Surfpool SDK
Embed Surfpool in Rust and TypeScript tests. Start a local Surfnet, mutate account state, time travel, and deploy programs from code — without launching the CLI as a separate process.
The Surfpool SDK starts a full Surfnet runtime inside your test process. Use it when you want a local Solana-compatible RPC endpoint, a pre-funded payer, and direct state manipulation without launching surfpool start as a separate process.
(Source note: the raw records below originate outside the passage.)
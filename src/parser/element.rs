use super::*;
use crate::ast::{is_void_element, Attribute};

impl TreeBuilder {
    /// Parses an HTML element and its subtree.
    ///
    /// Void elements close themselves no matter how they were written;
    /// everything else must find its matching `</tag>`.
    pub(super) fn parse_element(&mut self) -> Node {
        let tag = self.advance().value; // tag_open
        let attributes = self.parse_attributes();

        if self.check(TokenKind::TagSelfClose) {
            self.advance();
            return Node::Element {
                tag,
                attributes,
                children: Vec::new(),
                self_closing: true,
            };
        }

        self.expect(TokenKind::TagEnd);

        if is_void_element(&tag) {
            return Node::Element {
                tag,
                attributes,
                children: Vec::new(),
                self_closing: true,
            };
        }

        let children = self.parse_children();
        if self.check(TokenKind::TagClose) {
            let close = self.advance();
            if close.value != tag {
                self.error_at(
                    &close,
                    format!(
                        "Mismatched closing tag: expected </{tag}>, got </{}>",
                        close.value
                    ),
                );
            }
        } else {
            self.error(format!("Expected closing tag </{tag}>"));
        }
        Node::Element {
            tag,
            attributes,
            children,
            self_closing: false,
        }
    }

    /// Parses the attribute list of an open tag, stopping at the tag
    /// terminator.
    pub(super) fn parse_attributes(&mut self) -> Vec<Attribute> {
        let mut attributes = Vec::new();
        loop {
            match self.current().kind {
                TokenKind::ExprOpen => {
                    let expression = self.parse_expression();
                    attributes.push(Attribute::Spread { expression });
                }
                TokenKind::AttrName => {
                    let name = self.advance().value;
                    if self.check(TokenKind::AttrEquals) {
                        self.advance();
                        match self.current().kind {
                            TokenKind::ExprOpen => {
                                let expression = self.parse_expression();
                                if let Some(kind) = name.strip_prefix(':') {
                                    attributes.push(Attribute::Special {
                                        kind: kind.to_string(),
                                        expression,
                                    });
                                } else {
                                    attributes.push(Attribute::Dynamic { name, expression });
                                }
                            }
                            TokenKind::AttrValue => {
                                let value = self.advance().value;
                                attributes.push(Attribute::Static { name, value });
                            }
                            _ => self.error("Expected attribute value"),
                        }
                    } else {
                        // Boolean attribute.
                        attributes.push(Attribute::Static {
                            name,
                            value: "true".to_string(),
                        });
                    }
                }
                _ => break,
            }
        }
        attributes
    }
}
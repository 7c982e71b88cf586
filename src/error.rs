//! The crate's single failure type.
//!
//! Both pipeline stages accumulate diagnostics into a list and raise once
//! at the end, so a caller sees every problem in one aggregated error
//! instead of the first one hit. Scanner messages are prefixed
//! `line:column: `; tree-builder messages are prefixed with the byte
//! offset of the offending token.

use thiserror::Error;

/// A composite parse failure carrying every accumulated diagnostic.
#[derive(Debug, Clone, PartialEq, Eq, Error)]
pub enum Error {
    /// The scanner rejected the input. No token stream is produced.
    #[error("{}", .0.join("\n"))]
    Scan(Vec<String>),
    /// The tree builder rejected the token stream. No tree is produced.
    #[error("{}", .0.join("\n"))]
    Parse(Vec<String>),
}

impl Error {
    /// The individual diagnostic messages, in the order they were found.
    pub fn messages(&self) -> &[String] {
        match self {
            Self::Scan(messages) | Self::Parse(messages) => messages,
        }
    }
}
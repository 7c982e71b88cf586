use super::*;

impl Scanner {
    /// Tag path: everything starting with a bare `<`.
    ///
    /// One character of lookahead picks the subvariant: `/` for closing
    /// tags, `:` for slots, `.` for local components, an uppercase first
    /// letter for remote components, anything else for an HTML tag.
    pub(super) fn scan_tag(&mut self) {
        let start = self.location();
        self.bump(); // <
        match self.peek() {
            Some('/') => {
                self.bump();
                self.scan_closing_tag(start);
            }
            Some(':') => {
                self.bump();
                let name = self.read_name();
                self.push_token(TokenKind::SlotOpen, name, start);
                self.scan_attributes();
                self.scan_tag_terminator();
            }
            Some('.') => {
                self.bump();
                let name = self.read_name();
                self.push_token(TokenKind::ComponentOpen, format!(".{name}"), start);
                self.scan_attributes();
                self.scan_tag_terminator();
            }
            _ => {
                let name = self.read_name();
                if name.is_empty() {
                    self.error_at(start, "Expected tag name after <");
                    return;
                }
                let kind = if name.starts_with(|c: char| c.is_ascii_uppercase()) {
                    TokenKind::ComponentOpen
                } else {
                    TokenKind::TagOpen
                };
                self.push_token(kind, name, start);
                self.scan_attributes();
                self.scan_tag_terminator();
            }
        }
    }

    /// Closing tags: `</name>`, `</.name>`, `</:name>`, `</Module.Name>`.
    fn scan_closing_tag(&mut self, start: Location) {
        match self.peek() {
            Some(':') => {
                self.bump();
                let name = self.read_name();
                self.skip_whitespace();
                self.expect_char('>');
                self.push_token(TokenKind::SlotClose, name, start);
            }
            Some('.') => {
                self.bump();
                let name = self.read_name();
                self.expect_char('>');
                self.push_token(TokenKind::ComponentClose, format!(".{name}"), start);
            }
            _ => {
                let name = self.read_name();
                self.expect_char('>');
                let kind = if name.starts_with(|c: char| c.is_ascii_uppercase()) {
                    TokenKind::ComponentClose
                } else {
                    TokenKind::TagClose
                };
                self.push_token(kind, name, start);
            }
        }
    }

    /// Consumes `>` or `/>` after the attribute list.
    pub(super) fn scan_tag_terminator(&mut self) {
        self.skip_whitespace();
        let start = self.location();
        if self.remaining().starts_with("/>") {
            self.bump_n(2);
            self.push_token(TokenKind::TagSelfClose, "/>", start);
        } else if self.eat('>') {
            self.push_token(TokenKind::TagEnd, ">", start);
        } else {
            self.error_at(start, "Unterminated tag");
        }
    }

    fn expect_char(&mut self, expected: char) {
        if !self.eat(expected) {
            let at = self.location();
            self.error_at(at, "Unterminated tag");
        }
    }
}
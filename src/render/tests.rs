use super::*;
use crate::ast::{Attribute, Document, Node};
use crate::parser;

fn doc(input: &str) -> Document {
    parser::parse(input).expect("parse error in test")
}

fn text(content: &str) -> Document {
    Document {
        children: vec![Node::Text {
            content: content.to_string(),
        }],
    }
}

#[test]
fn text_escapes_html_characters() {
    assert_eq!(render_html(&text("1 < 2 > 0 & x")), "1 &lt; 2 &gt; 0 &amp; x");
}

#[test]
fn decoded_entities_re_escape() {
    assert_eq!(render_html(&doc("a &amp; b")), "a &amp; b");
}

#[test]
fn static_attribute_value_escapes_quotes() {
    let document = Document {
        children: vec![Node::Element {
            tag: "div".to_string(),
            attributes: vec![Attribute::Static {
                name: "title".to_string(),
                value: "say \"hi\"".to_string(),
            }],
            children: Vec::new(),
            self_closing: false,
        }],
    };
    assert_eq!(
        render_html(&document),
        r#"<div title="say &quot;hi&quot;"></div>"#
    );
}

#[test]
fn void_element_renders_self_closed() {
    assert_eq!(render_html(&doc("<br>")), "<br />");
}

#[test]
fn component_renders_children_then_slots() {
    let input = "<.card><:header>H</:header>body</.card>";
    assert_eq!(
        render_html(&doc(input)),
        "<.card>body<:header>H</:header></.card>"
    );
}

#[test]
fn empty_component_self_closes() {
    assert_eq!(render_html(&doc("<.icon></.icon>")), "<.icon />");
}

#[test]
fn comment_body_is_not_padded() {
    assert_eq!(render_html(&doc("<!--  note  -->")), "<!--  note  -->");
}

#[test]
fn eex_forms_render_their_markers() {
    assert_eq!(render_html(&doc("<% run() %>")), "<% run() %>");
    assert_eq!(render_html(&doc("<%= @x %>")), "<%= @x %>");
    assert_eq!(render_html(&doc("<%# note %>")), "<%# note %>");
}

#[test]
fn block_renders_all_clause_markers() {
    let input = "<%= if @show do %>yes<% else %>no<% end %>";
    assert_eq!(render_html(&doc(input)), input);
}

#[test]
fn arrow_clauses_round_trip() {
    let input = "<%= case @x do %><% :a -> %>A<% end %>";
    assert_eq!(render_html(&doc(input)), input);
}

#[test]
fn debug_dump_shape() {
    let out = render_debug(&doc("<div class=\"c\">Hi</div>"));
    assert_eq!(
        out,
        "Document\n  Element: <div>\n    Attribute: class=\"c\"\n    Text: \"Hi\"\n"
    );
}

#[test]
fn debug_dump_nests_component_slots() {
    let out = render_debug(&doc("<.card><:header>T</:header></.card>"));
    assert_eq!(
        out,
        "Document\n  Component: .card\n    Slot: <:header>\n      Text: \"T\"\n"
    );
}

#[test]
fn debug_escapes_control_characters() {
    let out = render_debug(&text("a\nb\tc\rd"));
    assert!(out.contains(r#"Text: "a\nb\tc\rd""#), "{out}");
}

#[test]
fn json_document_envelope() {
    let out = render_json(&doc("<.button>Click</.button>"));
    assert!(out.starts_with('{') && out.ends_with('}'), "{out}");
    assert!(out.contains(r#""type":"document""#), "{out}");
    assert!(out.contains(r#""type":"component""#), "{out}");
    assert!(out.contains(r#""componentType":"local""#), "{out}");
}

#[test]
fn json_attribute_variants() {
    let out = render_json(&doc(r#"<div class="c" id={@i} {@r} :if={@s}></div>"#));
    for needle in [
        r#""type":"static""#,
        r#""name":"class""#,
        r#""value":"c""#,
        r#""type":"dynamic""#,
        r#""type":"spread""#,
        r#""type":"special""#,
        r#""kind":"if""#,
        r#""type":"expression""#,
        r#""selfClosing":false"#,
    ] {
        assert!(out.contains(needle), "missing {needle} in {out}");
    }
}

#[test]
fn json_slot_carries_let_binding() {
    let out = render_json(&doc("<.t><:col :let={v}>x</:col></.t>"));
    assert!(out.contains(r#""type":"slot""#), "{out}");
    assert!(out.contains(r#""letBinding":"v""#), "{out}");
}

#[test]
fn json_escapes_strings() {
    let out = render_json(&text("a\"b\\c\nd"));
    assert_eq!(
        out,
        r#"{"type":"document","children":[{"type":"text","content":"a\"b\\c\nd"}]}"#
    );
}

#[test]
fn json_block_shape() {
    let out = render_json(&doc("<%= if @x do %>y<% end %>"));
    for needle in [
        r#""type":"eex_block""#,
        r#""blockType":"if""#,
        r#""expression":"@x""#,
        r#""clauseType":"do""#,
        r#""clauseType":"end""#,
    ] {
        assert!(out.contains(needle), "missing {needle} in {out}");
    }
}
Both the Rust crate (surfpool-sdk) and the JS bindings (@solana/surfpool) wrap the same runtime. The JS package ships pre-built native binaries through napi-rs for macOS (Intel + Apple Silicon) and Linux x86-64.
Quickstart
Install the SDK, start a Surfnet, hit the RPC endpoint, then stop it. Parallel tests share the same process safely because ports are allocated dynamically.
use surfpool_sdk::{Signer, Surfnet};
#[tokio::test]
async fn starts_a_local_surfnet() {
let surfnet = Surfnet::start().await.unwrap();
let rpc = surfnet.rpc_client();
let balance = rpc.get_balance(&surfnet.payer().pubkey()).unwrap();
assert!(balance > 0);
println!("rpc: {}", surfnet.rpc_url());
println!("ws: {}", surfnet.ws_url());
}What's In The Box
Installation
Cargo and npm setup, supported platforms, native binaries
Configuration
Builder options: remote RPC fallback, block production, slot timing, feature gates, custom payers
Cheatcodes
Fund SOL/tokens, mutate accounts, reset upstream state, stream from mainnet
Time Travel
Jump to an absolute slot, epoch, or Unix timestamp
Programs
Anchor workspace auto-discovery, explicit .so + IDL deployment
Events
Drain runtime events for assertions and logging
Rust Reference
Complete surfpool-sdk crate API
JS Reference
Complete @solana/surfpool TypeScript API
How It Differs From surfpool start
The CLI runs a long-lived Surfnet you connect to from outside processes. The SDK runs Surfnet inside your test, which means:
- No external port management — every
Surfnet::start()binds to a free port, so test suites can run in parallel without--portflags. - Synchronous teardown —
stop()returns when the runtime has actually released its ports. - Cheatcodes as typed methods — the same surface exposed over JSON-RPC by
surfpool startis available as native Rust methods and napi-rs bindings. - Direct event observation — runtime events are exposed through an in-process channel (Rust) or a drain method (JS) without a WebSocket subscription.
When To Use The SDK
Reach for the SDK when:
- You're writing integration tests for an Anchor program and want to assert on token balances after a sequence of cheatcoded setups.
- You need parallel test workers to each have an isolated Surfnet.
- You want to mainnet-fork specific accounts (
remoteRpcUrl+streamAccount) inside a test. - You need deterministic clocks by jumping the runtime to a fixed slot or timestamp before exercising vesting, lockup, or expiry logic.
When the CLI is the better fit
Use surfpool start instead when you want a Surfnet that survives across multiple processes — for example, when a CLI, browser wallet, and custom client scripts all need to share the same instance.